Quem voltava para a Cidade Baixa, na esquina da Lima e Silva com a República, enxergava a cavalaria da BM passando pela João Pessoa. Próximo a um bar, um rapaz tentava depredar um contêiner de lixo e era vaiado pelos poucos que o cercavam. Em plena quinta-feira, às 22h, as ruas do bairro estavam quase vazias. Parecia madrugada.
No cruzamento da Borges de Medeiros com a Rua dos Andradas, a dita Esquina Democrática, vândalos lançavam explosivos, depredavam e saqueavam uma loja. Três policiais da cavalaria passaram no momento e seguiram sem dar atenção ao saque. Em outro ponto da avenida, uma jovem encenava uma performance. Apoiada sobre os joelhos, ela levava as mãos ao rosto, simulando choro. Em suas costas, um cartaz que dizia: “Não é o seu gás lacrimogêneo que me faz chorar”.
A polícia montada fazia uma varredura nos locais que ainda concentravam grupos de protestos. Os que restavam no Centro se dirigiram para o ponto onde o protesto se originou, a prefeitura. Em frente à sede do governo municipal, a tropa de choque fazia uma barreira.

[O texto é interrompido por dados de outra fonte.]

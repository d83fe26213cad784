use {
    schemars::JsonSchema,
    serde::{Deserialize, Serialize},
};

/// A value that either came from the external service that was asked for it
/// or was substituted by a fixed fallback after that service failed.
///
/// Serialized with a `source` tag:
///
/// ```json
/// { "source": "live", "value": "..." }
/// { "source": "fallback", "value": "...", "reason": "..." }
/// ```
#[derive(Clone, Debug, PartialEq, Eq, Serialize, Deserialize, JsonSchema)]
#[serde(tag = "source", rename_all = "snake_case")]
pub enum Sourced<T> {
    Live { value: T },
    Fallback { value: T, reason: String },
}

impl<T> Sourced<T> {
    pub fn live(value: T) -> Self {
        Sourced::Live { value }
    }

    pub fn fallback(value: T, reason: impl Into<String>) -> Self {
        Sourced::Fallback {
            value,
            reason: reason.into(),
        }
    }

    pub fn value(&self) -> &T {
        match self {
            Sourced::Live { value } | Sourced::Fallback { value, .. } => value,
        }
    }

    pub fn into_value(self) -> T {
        match self {
            Sourced::Live { value } | Sourced::Fallback { value, .. } => value,
        }
    }

    pub fn is_fallback(&self) -> bool {
        matches!(self, Sourced::Fallback { .. })
    }

    /// Why the fallback was used, if it was.
    pub fn fallback_reason(&self) -> Option<&str> {
        match self {
            Sourced::Fallback { reason, .. } => Some(reason),
            Sourced::Live { .. } => None,
        }
    }

    pub fn map<U>(self, f: impl FnOnce(T) -> U) -> Sourced<U> {
        match self {
            Sourced::Live { value } => Sourced::Live { value: f(value) },
            Sourced::Fallback { value, reason } => Sourced::Fallback {
                value: f(value),
                reason,
            },
        }
    }
}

Depois de alguns minutos de confronto, a tropa de militares separou-se. No alto da Borges, cerca de 25 policiais montados. Na Júlio de Castilhos, a tropa de choque se posicionava, assim como na prefeitura e ao lado do Mercado Público. Toda a região foi cercada pela polícia. As bombas de gás eram lançadas, e o deslocamento ficou difícil. O cerco da polícia dispersou os remanescentes. Não era possível passar pela barreira em grandes grupos.
Numa estação de ônibus do Mercado Público, um jovem era socorrido por dois bombeiros. Havia passado mal depois de ser atingido por bombas de gás. Logo ao lado, além das barreiras policiais, um cidadão vigiava suas frutas e legumes no abrigo da Praça Parobé. As ruas estavam desertas, e táxis não circulavam. O vendedor de cabelos brancos contou que por ali passaram manifestantes e também a polícia, mas, para sua sorte, nada foi levado. Sobre a agitação, comentou: “Complicado, muito confuso”. O vendedor, com  sua dúvida, talvez estivesse mais esclarecido do que muitos que bradavam frases feitas.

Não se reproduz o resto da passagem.